Re: PubScience under threat

From: Albert Henderson <chessNIC_at_COMPUSERVE.COM>
Date: Mon, 2 Jul 2001 18:40:22 -0400

On Thu, 28 Jun 2001, Mark Doyle wrote:

> This "gov't should not be involved" is a slippery slope. What happens
> to funding for:
> 1) Harvard-Smithsonian's ADS service
> 2) PubMed, Medline, and PubMedCentral
> 3)
> All of these are more than worthy of gov't support in my opinion
> and so is PubSCIENCE. There is no mandate that out-moded
> business models should be preserved at all costs. To be
> sure this is the real point of attacking PubSCIENCE. SIIA wants
> to push us down that slope.

        It has been a long-standing policy that our government
        should not compete with the private sector in publishing --
        no more than it should provide electricity or food for the
        general population. Proposals for such utopian services
        were sharply rejected by Congress and the Administration
        following Sputnik. The present batch of projects were
        created without policy hearings or Congressional approvals
        -- thereby doomed by their sponsors from the very first day.
        The projects cited service a prosperous elite.

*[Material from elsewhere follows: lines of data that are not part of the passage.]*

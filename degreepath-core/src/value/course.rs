use std::collections::BTreeSet;

use rust_decimal::Decimal;
use serde::{Deserialize, Serialize};

use super::ids::{Clbid, Crsid};

#[derive(Clone, Copy, PartialEq, Eq, Hash, Debug, Serialize, Deserialize)]
pub enum GradeOption {
    Graded,
    #[serde(rename = "pn", alias = "pass_fail")]
    PassFail,
    Audit,
    NoGrade,
}

/// How a course instance entered the transcript. Open-ended: new
/// transfer-credit sources can be added without touching clause logic, since
/// `Clause::apply` only ever compares it for (in)equality.
#[derive(Clone, Copy, PartialEq, Eq, Hash, Debug, Serialize, Deserialize)]
pub enum CourseType {
    Regular,
    #[serde(rename = "ap")]
    AP,
    #[serde(rename = "ib")]
    IB,
    #[serde(rename = "cal")]
    CAL,
    Transfer,
}

/// Ordinal term within an academic year, used to find the "earliest"
/// instance of a retaken course (`Query::source_repeats == First`).
#[derive(Clone, Copy, PartialEq, Eq, PartialOrd, Ord, Hash, Debug, Serialize, Deserialize)]
pub enum Term {
    Fall,
    Interim,
    Spring,
    Summer,
}

/// One transcript line: an immutable record of a single course-taking event.
#[derive(Clone, PartialEq, Debug, Serialize, Deserialize)]
pub struct CourseInstance {
    pub clbid: Clbid,
    pub crsid: Crsid,

    /// Canonical "SUBJ 101" rendering.
    pub course: String,
    pub subject: Vec<String>,

    pub grade_points: Decimal,
    pub grade_option: GradeOption,
    pub credits: Decimal,
    pub course_type: CourseType,

    pub is_in_progress: bool,
    pub is_in_progress_this_term: bool,
    pub is_in_progress_in_future: bool,
    pub is_incomplete: bool,
    pub is_in_gpa: bool,

    #[serde(default)]
    pub attributes: BTreeSet<String>,
    #[serde(default)]
    pub gereqs: BTreeSet<String>,

    pub year: u16,
    pub term: Term,
    pub section: Option<String>,
}

impl CourseInstance {
    /// "SUBJ 101" without section, used as a secondary lookup key alongside
    /// the fully-qualified `course` string.
    pub fn course_shorthand(&self) -> String {
        self.course
            .split_whitespace()
            .take(2)
            .collect::<Vec<_>>()
            .join(" ")
    }

    /// Invariant: an in-progress course must be enrolled this term,
    /// registered for a future term, or incomplete. Violating this is a
    /// programming bug in the data feeding the audit, not a domain negative.
    pub fn check_in_progress_invariant(&self) -> Result<(), crate::error::Unreachable> {
        if self.is_in_progress
            && !(self.is_in_progress_this_term || self.is_in_progress_in_future || self.is_incomplete)
        {
            return Err(crate::error::Unreachable::InconsistentInProgressCourse {
                clbid: self.clbid.0.clone(),
            });
        }
        Ok(())
    }
}

#[cfg(test)]
mod tests {
    use super::*;

    fn sample() -> CourseInstance {
        CourseInstance {
            clbid: Clbid::from("c1"),
            crsid: Crsid::from("crs1"),
            course: "BIO 101".to_string(),
            subject: vec!["BIO".to_string()],
            grade_points: Decimal::new(40, 1),
            grade_option: GradeOption::Graded,
            credits: Decimal::new(10, 1),
            course_type: CourseType::Regular,
            is_in_progress: false,
            is_in_progress_this_term: false,
            is_in_progress_in_future: false,
            is_incomplete: false,
            is_in_gpa: true,
            attributes: BTreeSet::new(),
            gereqs: BTreeSet::new(),
            year: 2020,
            term: Term::Fall,
            section: Some("01".to_string()),
        }
    }

    #[test]
    fn shorthand_drops_section() {
        let mut c = sample();
        c.course = "BIO 101.01".to_string();
        assert_eq!(c.course_shorthand(), "BIO 101.01");
    }

    #[test]
    fn in_progress_invariant_holds_for_completed_course() {
        assert!(sample().check_in_progress_invariant().is_ok());
    }

    #[test]
    fn in_progress_invariant_fails_when_unexplained() {
        let mut c = sample();
        c.is_in_progress = true;
        assert!(c.check_in_progress_invariant().is_err());
    }
}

By virtue
        of handsome subsidies, they amount to welfare for rich,
        heavily subsidized tax-exempt institutions as well as
        for competitors abroad.

        If left to grow, it is likely that free government
        dissemination services would justify further reductions in
        university library spending. They would be seen as substitutes
        for expensive journals just as was the embrace of library
        photocopying in the 1976 Copyright Act. They also discourage,
        by their "free" or "cheap" predatory pricing, private
        innovation and investments in adequate coverage.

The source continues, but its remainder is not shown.